The COVID-19 pandemic has heralded almost unprecedented levels of uncertainty in all industries, and the construction industry is no different. Contracting parties are looking to their contracts to assess their rights - and potential obligations and liabilities – in the event of breach of contract.

In principle, various types of remedies are available for breach of contract, depending on the nature of the breach. With particular reference to the impact of COVID-19, see our article here on the potentially available remedies in relation to construction contracts. In this article, we focus on issues surrounding entitlements to and claims for damages. We will briefly consider:

  1. The basic requirements for establishing an entitlement to damages.
  2. The impact of ‘external causes'.
  3. The impact of exceptional circumstances.
  4. The various types of damages, and what needs to be demonstrated in order to recover them.
  5. The quantification of damages, and liquidated damages.

Basic requirements

When contemplating potential damages entitlements or liabilities, various questions must be addressed. What is the relevant contractual obligation, and has it been breached? What damage has been suffered? Is there a causal link between the breach and the damage suffered? All of these criteria must be satisfied in order to recover damages. These questions are heavily fact- sensitive, and we do not further dwell on them here.

A preliminary consideration is whether specific performance of the relevant obligation (that has been or may be breached) is possible. Article 386 of the UAE Civil Code treats the point, as it were, in reverse. It provides that:

If it is impossible for an obligor to give specific performance of an obligation, he shall be ordered to pay compensation for non-performance of his obligation, unless it is proven that the impossibility of performance arose out of an external cause in which (the obligor) played no part. 

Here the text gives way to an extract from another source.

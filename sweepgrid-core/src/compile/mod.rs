//! Layout to pixel geometry.

pub(crate) mod plan;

This is re-affirmed in the official commentary on Article 386, which states that where “impossibility of performance arose through an external cause in which [one] played no part” then “he will not be obliged to pay compensation, pursuant to the shari'ah rule that God imposes upon no person more than that person can do."

External causes

So in the event of a breach of contract, if the breach cannot be fixed (and often it cannot), then compensation can be claimed for breach of contract, unless the impossibility of performance is attributable to an ‘external cause'. But what is an ‘external cause'? It can include almost anything where the defendant played no part in causing the loss. For example, it may include acts of a third party, acts of the claimants themselves or force majeure events. In these circumstances, no damages are payable. Whilst it is beyond the scope of this article to consider the issue in detail, it is worth bearing in mind that, depending on the facts and the terms of contract in each particular case, COVID-19 may provide a defence to a claim for damages on this basis.

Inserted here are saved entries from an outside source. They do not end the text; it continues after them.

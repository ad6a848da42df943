use super::*;
use crate::layout::grid::{AxisHints, build_layout};
use crate::params::map::ParameterMap;
use crate::params::space::ParameterSpace;
use crate::params::value::ParameterValue;

fn clips(n: usize) -> Vec<ClipRecord> {
    (0..n)
        .map(|i| ClipRecord::new(format!("batch/c{i}/c{i}.mp4"), format!("c{i}")))
        .collect()
}

/// 2x2 schedule grid with the (0.6, 9) cell empty.
fn schedule_layout() -> GridLayout {
    let maps: Vec<ParameterMap> = [(0.4, 7i64), (0.6, 7), (0.4, 9)]
        .into_iter()
        .map(|(s, c)| {
            [
                ("strength_schedule", ParameterValue::Float(s)),
                ("cfg_scale_schedule", ParameterValue::Int(c)),
            ]
            .into_iter()
            .collect()
        })
        .collect();
    let space = ParameterSpace::analyze(&maps);
    build_layout(&maps, &space, &AxisHints::default()).unwrap()
}

fn fallback_layout(n: usize) -> GridLayout {
    let maps = vec![ParameterMap::new(); n];
    let space = ParameterSpace::analyze(&maps);
    build_layout(&maps, &space, &AxisHints::default()).unwrap()
}

#[test]
fn canvas_and_cell_geometry_follow_margins() {
    let layout = schedule_layout();
    let plan = plan_composition(&layout, &clips(3), &BTreeMap::new(), &GridOpts::default()).unwrap();

    assert_eq!(plan.top_margin, 49);
    assert_eq!(
        plan.canvas,
        Canvas {
            width: 405,
            height: 354
        }
    );
    let c = plan.cell(1, 1).unwrap();
    assert_eq!(
        c.rect,
        PixelRect {
            x: 255,
            y: 204,
            width: 150,
            height: 150
        }
    );
    assert_eq!(c.source, CellSource::Placeholder);
    assert_eq!(plan.placeholder_count(), 1);
    assert_eq!(
        plan.cell(0, 1).unwrap().source,
        CellSource::Clip {
            id: ClipId(1),
            path: PathBuf::from("batch/c1/c1.mp4"),
        }
    );
}

#[test]
fn labels_are_positioned_per_axis() {
    let layout = schedule_layout();
    let plan = plan_composition(&layout, &clips(3), &BTreeMap::new(), &GridOpts::default()).unwrap();
    let find = |role: LabelRole, text: &str| {
        plan.labels
            .iter()
            .find(|l| l.role == role && l.text == text)
            .cloned()
            .unwrap()
    };

    let x1 = find(LabelRole::XValue, "0.6");
    assert_eq!((x1.x, x1.y, x1.anchor), (330, 32, LabelAnchor::TopCenter));
    let y1 = find(LabelRole::YValue, "9");
    assert_eq!((y1.x, y1.y, y1.anchor), (50, 279, LabelAnchor::MiddleLeft));
    let xt = find(LabelRole::XTitle, "strength_schedule");
    assert_eq!((xt.x, xt.y, xt.font_size), (252, 5, 14));
    let yt = find(LabelRole::YTitle, "cfg_scale_schedule");
    assert_eq!((yt.x, yt.y), (5, 165));
    assert_eq!(plan.labels.len(), 6);
}

#[test]
fn single_row_plan_omits_y_title() {
    let maps: Vec<ParameterMap> = [1i64, 2, 3]
        .into_iter()
        .map(|v| [("steps", ParameterValue::Int(v))].into_iter().collect())
        .collect();
    let space = ParameterSpace::analyze(&maps);
    let layout = build_layout(&maps, &space, &AxisHints::default()).unwrap();
    let plan = plan_composition(&layout, &clips(3), &BTreeMap::new(), &GridOpts::default()).unwrap();

    assert!(plan.labels.iter().all(|l| l.role != LabelRole::YTitle));
    assert!(
        plan.labels
            .iter()
            .any(|l| l.role == LabelRole::YValue && l.text == "All Videos")
    );
    assert!(
        plan.labels
            .iter()
            .any(|l| l.role == LabelRole::XTitle && l.text == "steps")
    );
}

#[test]
fn common_duration_is_max_of_placed_clips() {
    let layout = schedule_layout();
    let durations = BTreeMap::from([
        (ClipId(0), 3.0),
        (ClipId(1), 4.5),
        (ClipId(2), f64::NAN),
        (ClipId(7), 99.0),
    ]);
    let plan = plan_composition(&layout, &clips(3), &durations, &GridOpts::default()).unwrap();
    assert_eq!(plan.common_duration_secs, 4.5);
    assert_eq!(plan.duration_source, DurationSource::Probed);
    assert_eq!(plan.placeholder.duration_secs, 4.5);
}

#[test]
fn unknown_durations_fall_back() {
    let layout = schedule_layout();
    let durations = BTreeMap::from([(ClipId(0), 0.0)]);
    let plan = plan_composition(&layout, &clips(3), &durations, &GridOpts::default()).unwrap();
    assert_eq!(plan.common_duration_secs, 10.0);
    assert_eq!(plan.duration_source, DurationSource::Fallback);
}

#[test]
fn cells_stay_inside_canvas_and_never_overlap() {
    for n in [1usize, 2, 3, 5, 9, 17] {
        for padding in [0u32, 5, 13] {
            let opts = GridOpts {
                padding,
                cell_size: 64,
                ..GridOpts::default()
            };
            let layout = fallback_layout(n);
            let plan = plan_composition(&layout, &clips(n), &BTreeMap::new(), &opts).unwrap();
            assert_eq!(plan.cells.len(), layout.rows() * layout.cols());
            for (i, a) in plan.cells.iter().enumerate() {
                assert!(a.rect.right() <= plan.canvas.width, "n={n} pad={padding}");
                assert!(a.rect.bottom() <= plan.canvas.height, "n={n} pad={padding}");
                assert!(a.rect.y >= plan.top_margin);
                assert!(a.rect.x >= plan.left_margin);
                for b in &plan.cells[i + 1..] {
                    assert!(!a.rect.overlaps(b.rect));
                }
            }
            let clip_cells = plan
                .cells
                .iter()
                .filter(|c| matches!(c.source, CellSource::Clip { .. }))
                .count();
            assert_eq!(clip_cells, n);
        }
    }
}

#[test]
fn planning_is_deterministic() {
    let layout = schedule_layout();
    let durations = BTreeMap::from([(ClipId(0), 2.0)]);
    let a = plan_composition(&layout, &clips(3), &durations, &GridOpts::default()).unwrap();
    let b = plan_composition(&layout, &clips(3), &durations, &GridOpts::default()).unwrap();
    assert_eq!(a, b);
}

#[test]
fn bad_options_are_rejected() {
    let layout = schedule_layout();
    for opts in [
        GridOpts {
            cell_size: 0,
            ..GridOpts::default()
        },
        GridOpts {
            fallback_duration_secs: 0.0,
            ..GridOpts::default()
        },
        GridOpts {
            y_label_x: 120,
            ..GridOpts::default()
        },
    ] {
        assert!(matches!(
            plan_composition(&layout, &clips(3), &BTreeMap::new(), &opts),
            Err(SweepError::Validation(_))
        ));
    }
}

#[test]
fn oversized_grids_are_rejected_instead_of_wrapping() {
    let layout = schedule_layout();
    let huge_cell = GridOpts {
        cell_size: 3_000_000_000,
        ..GridOpts::default()
    };
    assert!(huge_cell.validate().is_ok());
    let err = plan_composition(&layout, &clips(3), &BTreeMap::new(), &huge_cell).unwrap_err();
    assert!(matches!(err, SweepError::Validation(_)));
    assert!(err.to_string().contains("u32 pixel range"));

    let huge_margin = GridOpts {
        left_margin: u32::MAX - 100,
        ..GridOpts::default()
    };
    assert!(matches!(
        plan_composition(&layout, &clips(3), &BTreeMap::new(), &huge_margin),
        Err(SweepError::Validation(_))
    ));

    let huge_padding = GridOpts {
        padding: u32::MAX,
        ..GridOpts::default()
    };
    assert!(huge_padding.validate().is_err());
}

#[test]
fn largest_fitting_grid_is_planned() {
    let layout = schedule_layout();
    let opts = GridOpts {
        cell_size: 1_000_000_000,
        padding: 0,
        left_margin: 0,
        ..GridOpts::default()
    };
    let plan = plan_composition(&layout, &clips(3), &BTreeMap::new(), &opts).unwrap();
    assert_eq!(plan.canvas.width, 2_000_000_000);
    assert_eq!(plan.cell(1, 1).unwrap().rect.x, 1_000_000_000);
}

#[test]
fn missing_clip_records_are_rejected() {
    let layout = schedule_layout();
    assert!(plan_composition(&layout, &clips(1), &BTreeMap::new(), &GridOpts::default()).is_err());
}

#[test]
fn font_scales_with_cell_size() {
    let small = GridOpts::default();
    let large = GridOpts {
        cell_size: 300,
        ..GridOpts::default()
    };
    assert_eq!(small.font_size(), 12);
    assert_eq!(large.font_size(), 25);
    assert_eq!(large.top_margin(), 25 + 15 + 25 + 5 + 5);
}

‘Exceptional circumstances'

It is also worth bearing in mind that Article 249 of the UAE Civil Code allows courts and tribunals to adjust the extent of a duty to perform, to the benefit of the obligor, in ‘exceptional circumstances'. It provides:

If exceptional circumstances of a public nature which could not have been foreseen occur as a result of which the performance of the contractual obligation, even if not impossible, becomes oppressive for the obligor so as to threaten him with grave loss, it shall be permissible for the judge, in accordance with the circumstances and after weighing up the interests of each party, to reduce the oppressive obligation to a reasonable level if justice so requires, and any agreement to the contrary shall be void.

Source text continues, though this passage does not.